Health Highlights: Jan. 23, 2018
Unclear if Heat-Not-Burn Tobacco Device Poses Fewer Health Risks Than Cigarettes: FDA Jazz Legend Hugh Masekela Dies at Age 78 Neil Diamond Announces Retirement After Parkinson's Disease Diagnosis
Here are some of the latest health and medical news developments, compiled by the editors of HealthDay:
Unclear if Heat-Not-Burn Tobacco Device Poses Fewer Health Risks Than Cigarettes: FDA
It's not clear whether lower levels of some harmful chemicals produced by a device that heats tobacco without burning it would mean fewer health risks for users, compared with traditional cigarettes, a U.S. Food and Drug Administration review says.
Vapor from the iQOS device from Philip Morris International contained between 55 to 99 percent lower levels of certain dangerous chemicals than cigarette smoke, according to the FDA review released Monday, the Associated Press reported.
However, laboratory and animal studies conducted by the company suggest the chemicals could still be toxic and contribute to precancerous growths.
Philip Morris is seeking permission to sell the device in the U.S. and will present study findings to a panel of FDA advisers this week. A recommendation from the panel is expected Thursday, and the FDA will make a final decision later this year, the AP reported.

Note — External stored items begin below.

mod html;
mod line;
mod matcher;

pub use html::{ImportedRecipe, extract};
pub use line::{ParsedLine, parse_line, unit_factor};
pub use matcher::{DEFAULT_THRESHOLD, IngredientMatch, Matcher, normalize};

use mealbook_shared::recipe::{IngredientCategory, Nutrition, Unit};
use serde::{Deserialize, Serialize};
use std::{
    collections::{BTreeMap, HashMap},
    ops::Deref,
};

use crate::{
    CreateInput, IngredientLine,
    ingredient::{self, CreateIngredientInput},
};

#[derive(Debug, Clone, Serialize)]
pub struct PreviewLine {
    pub parsed: ParsedLine,
    pub matched: Option<IngredientMatch>,
    /// The matched catalog entry is counted in another unit.
    pub unit_mismatch: bool,
}

#[derive(Debug, Clone, Serialize)]
pub struct ImportPreview {
    pub recipe: ImportedRecipe,
    pub lines: Vec<PreviewLine>,
}

#[derive(Debug, Clone, Deserialize)]
pub struct ImportOptions {
    #[serde(default)]
    pub folder_id: Option<String>,
    #[serde(default = "default_create_missing")]
    pub create_missing: bool,
    #[serde(default)]
    pub threshold: Option<f64>,
}

fn default_create_missing() -> bool {
    true
}

impl Default for ImportOptions {
    fn default() -> Self {
        Self {
            folder_id: None,
            create_missing: true,
            threshold: None,
        }
    }
}

#[derive(Debug, Clone, Serialize, PartialEq)]
pub struct ImportOutcome {
    pub recipe_id: String,
    /// Lines matched to an existing catalog ingredient.
    pub matched: usize,
    /// Names of the catalog ingredients created for unmatched lines.
    pub created: Vec<String>,
    /// Raw lines left out of the recipe.
    pub skipped: Vec<String>,
}

#[derive(Clone)]
pub struct Command {
    state: mealbook_shared::State,
}

impl Deref for Command {
    type Target = mealbook_shared::State;

    fn deref(&self) -> &Self::Target {
        &self.state
    }
}

fn truncate(value: &str, max: usize) -> String {
    value.chars().take(max).collect()
}

fn check_threshold(threshold: Option<f64>) -> mealbook_shared::Result<f64> {
    let threshold = threshold.unwrap_or(DEFAULT_THRESHOLD);

    if !(0.0..=1.0).contains(&threshold) {
        mealbook_shared::user!("match threshold must be between 0 and 1");
    }

    Ok(threshold)
}

/// Quantity of a parsed line expressed in the catalog unit. Grams and
/// millilitres convert one to one, pieces keep the written number.
fn convert(parsed: &ParsedLine, unit: Unit) -> f64 {
    match (parsed.unit, unit) {
        (a, b) if a == b => parsed.amount,
        (Unit::Gram, Unit::Millilitre) | (Unit::Millilitre, Unit::Gram) => parsed.amount,
        _ => parsed.quantity.unwrap_or(1.0),
    }
}

impl Command {
    pub fn new(state: mealbook_shared::State) -> Self {
        Self { state }
    }

    async fn catalog(&self) -> anyhow::Result<BTreeMap<String, ingredient::Ingredient>> {
        let ingredients = ingredient::Query(self.state.clone()).list(None).await?;

        Ok(ingredients.into_iter().map(|i| (i.id.to_owned(), i)).collect())
    }

    /// Parses and matches a page without writing anything.
    pub async fn preview(
        &self,
        html: &str,
        threshold: Option<f64>,
    ) -> mealbook_shared::Result<ImportPreview> {
        let threshold = check_threshold(threshold)?;
        let recipe = extract(html)?;
        let catalog = self.catalog().await?;
        let matcher = Matcher::new(
            catalog.values().map(|i| (i.id.to_owned(), i.name.to_owned())),
            threshold,
        );

        let lines = recipe
            .ingredients
            .iter()
            .map(|raw| {
                let parsed = parse_line(raw);
                let matched = matcher.find(&parsed.name);
                let unit_mismatch = matched
                    .as_ref()
                    .and_then(|m| catalog.get(&m.ingredient_id))
                    .is_some_and(|i| i.unit != parsed.unit);

                PreviewLine {
                    parsed,
                    matched,
                    unit_mismatch,
                }
            })
            .collect();

        Ok(ImportPreview { recipe, lines })
    }

    pub async fn import(
        &self,
        html: &str,
        options: ImportOptions,
    ) -> mealbook_shared::Result<ImportOutcome> {
        let threshold = check_threshold(options.threshold)?;
        let recipe = extract(html)?;

        if let Some(folder_id) = options.folder_id.as_deref() {
            let mut conn = self.read_db.acquire().await?;
            if !crate::folder::folder_exists(&mut conn, folder_id).await? {
                mealbook_shared::not_found!("folder {folder_id}");
            }
        }

        let catalog = self.catalog().await?;
        let mut units = catalog
            .values()
            .map(|i| (i.id.to_owned(), i.unit))
            .collect::<HashMap<_, _>>();
        let mut matcher = Matcher::new(
            catalog.values().map(|i| (i.id.to_owned(), i.name.to_owned())),
            threshold,
        );

        let ingredients = ingredient::Command::new(self.state.clone());
        let mut lines = vec![];
        let mut matched = 0;
        let mut created = vec![];
        let mut skipped = vec![];

        for raw in recipe.ingredients.iter() {
            let parsed = parse_line(raw);
            if parsed.name.is_empty() {
                tracing::warn!(line = %raw, "skipping ingredient line without a name");
                skipped.push(raw.to_owned());
                continue;
            }

            let ingredient_id = match matcher.find(&parsed.name) {
                Some(found) => {
                    matched += 1;
                    found.ingredient_id
                }
                None if options.create_missing => {
                    let name = truncate(&parsed.name, 100);
                    let id = ingredients
                        .create(CreateIngredientInput {
                            name: name.to_owned(),
                            unit: parsed.unit,
                            category: IngredientCategory::Grocery,
                            nutrition: Nutrition::default(),
                        })
                        .await?;

                    matcher.push(id.to_owned(), name.to_owned());
                    units.insert(id.to_owned(), parsed.unit);
                    created.push(name);
                    id
                }
                None => {
                    tracing::warn!(line = %raw, "skipping unmatched ingredient line");
                    skipped.push(raw.to_owned());
                    continue;
                }
            };

            let unit = units.get(&ingredient_id).copied().unwrap_or(parsed.unit);
            let note = if unit == parsed.unit {
                parsed.note.to_owned()
            } else {
                tracing::warn!(
                    line = %raw,
                    parsed_unit = %parsed.unit,
                    catalog_unit = %unit,
                    "ingredient unit differs from the catalog"
                );
                Some(parsed.raw.to_owned())
            };

            let quantity = convert(&parsed, unit);
            if quantity <= 0.0 || !quantity.is_finite() {
                skipped.push(raw.to_owned());
                continue;
            }

            lines.push(IngredientLine {
                ingredient_id,
                quantity,
                note,
            });
        }

        let recipe_id = crate::Command::new(self.state.clone())
            .create(CreateInput {
                name: truncate(&recipe.name, 120),
                description: truncate(&recipe.description, 4000),
                servings: recipe.servings,
                instructions: truncate(&recipe.instructions, 20000),
                folder_id: options.folder_id,
                source_url: recipe.source_url,
                ingredients: lines,
            })
            .await?;

        tracing::info!(
            recipe.id = %recipe_id,
            matched,
            created = created.len(),
            skipped = skipped.len(),
            "recipe imported"
        );

        Ok(ImportOutcome {
            recipe_id,
            matched,
            created,
            skipped,
        })
    }
}

#[cfg(test)]
mod tests {
    use super::*;

    #[test]
    fn test_convert_between_units() {
        let cups = parse_line("2 cups milk");
        assert_eq!(convert(&cups, Unit::Millilitre), 480.0);
        assert_eq!(convert(&cups, Unit::Gram), 480.0);
        assert_eq!(convert(&cups, Unit::Piece), 2.0);

        let eggs = parse_line("eggs");
        assert_eq!(convert(&eggs, Unit::Gram), 1.0);
    }

    #[test]
    fn test_threshold_bounds() {
        assert_eq!(check_threshold(None).unwrap(), DEFAULT_THRESHOLD);
        assert_eq!(check_threshold(Some(0.0)).unwrap(), 0.0);
        assert!(check_threshold(Some(1.5)).is_err());
    }
}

The iQOS device heats strips of tobacco but does not burn them, producing tobacco vapor that contains nicotine. This is different from electronic cigarettes, which vaporize liquid that typically contains nicotine.

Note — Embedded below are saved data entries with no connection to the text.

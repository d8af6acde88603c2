mod meals;
mod plan;

pub use meals::*;

use std::ops::Deref;

#[derive(Clone)]
pub struct Query(pub mealbook_shared::State);

impl Deref for Query {
    type Target = mealbook_shared::State;

    fn deref(&self) -> &Self::Target {
        &self.0
    }
}
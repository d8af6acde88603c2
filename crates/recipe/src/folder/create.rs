use mealbook_db::table::Folder;
use mealbook_shared::clean_name;
use sea_query::{Query, SqliteQueryBuilder};
use sea_query_sqlx::SqlxBinder;
use serde::Deserialize;
use ulid::Ulid;
use validator::Validate;

#[derive(Validate, Clone, Debug, Default, Deserialize)]
pub struct CreateFolderInput {
    #[validate(length(min = 1, max = 80))]
    pub name: String,
    #[serde(default)]
    pub parent_id: Option<String>,
}

impl super::Command {
    pub async fn create(&self, input: CreateFolderInput) -> mealbook_shared::Result<String> {
        let input = CreateFolderInput {
            name: clean_name(&input.name),
            ..input
        };
        input.validate()?;

        let mut tx = self.write_db.begin().await?;

        if let Some(parent_id) = input.parent_id.as_deref() {
            if !super::folder_exists(&mut tx, parent_id).await? {
                mealbook_shared::not_found!("folder {parent_id}");
            }
        }

        if super::find_sibling(&mut tx, input.parent_id.as_deref(), &input.name, None)
            .await?
            .is_some()
        {
            mealbook_shared::user!("folder '{}' already exists here", input.name);
        }

        let id = Ulid::new().to_string();
        let (sql, values) = Query::insert()
            .into_table(Folder::Table)
            .columns([
                Folder::Id,
                Folder::ParentId,
                Folder::Name,
                Folder::CreatedAt,
            ])
            .values_panic([
                id.to_owned().into(),
                input.parent_id.to_owned().into(),
                input.name.to_owned().into(),
                mealbook_shared::now().into(),
            ])
            .build_sqlx(SqliteQueryBuilder);

        sqlx::query_with(&sql, values).execute(&mut *tx).await?;
        tx.commit().await?;

        tracing::info!(folder.id = %id, name = %input.name, "folder created");

        Ok(id)
    }
}
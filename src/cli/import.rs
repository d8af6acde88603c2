use anyhow::Result;
use mealbook_recipe::import::ImportOptions;
use std::time::Duration;

use crate::config::Config;

pub struct ImportArgs {
    pub source: String,
    pub folder: Option<String>,
    pub create_missing: bool,
    pub threshold: Option<f64>,
}

#[tracing::instrument(skip(config, args), fields(source = %args.source))]
pub async fn import(config: &Config, args: ImportArgs) -> Result<()> {
    let timeout = Duration::from_secs(config.import.fetch_timeout_secs);
    let html = crate::fetch::read_source(&args.source, timeout).await?;

    let state = super::open_state(config).await?;
    let outcome = mealbook_recipe::import::Command::new(state)
        .import(
            &html,
            ImportOptions {
                folder_id: args.folder,
                create_missing: args.create_missing,
                threshold: Some(args.threshold.unwrap_or(config.import.match_threshold)),
            },
        )
        .await?;

    println!("Imported recipe {}", outcome.recipe_id);
    println!("  matched: {}", outcome.matched);

    if !outcome.created.is_empty() {
        println!("  added to the catalog: {}", outcome.created.join(", "));
    }

    for line in outcome.skipped.iter() {
        println!("  skipped: {line}");
    }

    Ok(())
}
use sqlx::{SqlitePool, sqlite::SqliteConnectOptions};
use sqlx_migrator::{Migrate, Plan};
use std::str::FromStr;
use temp_dir::TempDir;

const TABLES: [&str; 7] = [
    "folder",
    "ingredient",
    "recipe",
    "recipe_ingredient",
    "plan",
    "planned_meal",
    "shopping_list_item",
];

async fn tables(pool: &SqlitePool) -> anyhow::Result<Vec<String>> {
    let names = sqlx::query_scalar::<_, String>(
        "SELECT name FROM sqlite_master WHERE type = 'table' AND name NOT LIKE '\\_%' ESCAPE '\\' AND name NOT LIKE 'sqlite%' ORDER BY name",
    )
    .fetch_all(pool)
    .await?;

    Ok(names)
}

#[tokio::test]
async fn test_apply_and_revert() -> anyhow::Result<()> {
    let dir = TempDir::new()?;
    let path = dir.child("db.sqlite3");
    let opts = SqliteConnectOptions::from_str(&format!("sqlite:{}", path.to_str().unwrap()))?
        .create_if_missing(true);
    let pool = SqlitePool::connect_with(opts).await?;
    let mut conn = pool.acquire().await?;

    let migrator = mealbook_db::migrator()?;
    migrator.run(&mut conn, &Plan::apply_all()).await?;
    migrator.run(&mut conn, &Plan::apply_all()).await?;

    let mut expected = TABLES.map(str::to_owned).to_vec();
    expected.sort();
    assert_eq!(tables(&pool).await?, expected);

    migrator.run(&mut conn, &Plan::revert_all()).await?;
    assert!(tables(&pool).await?.is_empty());

    Ok(())
}
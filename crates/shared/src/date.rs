use time::{Date, macros::format_description};

/// Julian day number, the storage form of every calendar date.
pub fn to_day(date: Date) -> i32 {
    date.to_julian_day()
}

pub fn from_day(day: i32) -> crate::Result<Date> {
    Ok(Date::from_julian_day(day)?)
}

/// Parses `YYYY-MM-DD`.
pub fn parse_date(value: &str) -> crate::Result<Date> {
    let format = format_description!("[year]-[month]-[day]");

    Date::parse(value.trim(), format)
        .map_err(|_| crate::Error::User(format!("invalid date '{value}', expected YYYY-MM-DD")))
}

pub fn format_date(date: Date) -> String {
    let format = format_description!("[year]-[month]-[day]");

    date.format(format).unwrap_or_else(|_| date.to_string())
}

/// Number of days in the inclusive range.
pub fn days_inclusive(start: Date, end: Date) -> i64 {
    (end - start).whole_days() + 1
}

Jazz Legend Hugh Masekela Dies at Age 78
Jazz legend Hugh Masekela died at age 78 after a long struggle against cancer.
Masekela died in Johannesburg, South Africa died after a "protracted and courageous battle with prostate cancer," his family said in a statement released Tuesday, the Associated Press reported.
The trumpeter, singer and composer took up the horn at 14 and quickly became part of the 1950s jazz scene in Johannesburg.
In the 1960s, Masekela went into exile in the United States and the United Kingdom. He used his music to increase awareness about oppressive white-minority rule in South Africa. In 1968, he had an international number one hit with "Grazing in the Grass," the AP reported.
He collaborated with a wide range of musicians, including Harry Belafonte, Herb Alpert and Paul Simon.
Neil Diamond Announces Retirement After Parkinson's Disease Diagnosis
Neil Diamond announced Monday that he has been diagnosed with Parkinson's disease and will retire from performing.
He has canceled the third leg of his 50th anniversary tour because "the onset of the disease has made it difficult to travel and perform on a large scale basis," according to the singer's website, USA Today reported.
"It is with great reluctance and disappointment that I announce my retirement from concert touring. I have been so honored to bring my shows to the public for the past 50 years," Diamond in a statement.
He will turn 77 on Wednesday and will receive a Lifetime Achievement Award at the Grammys on Sunday, USA Today reported.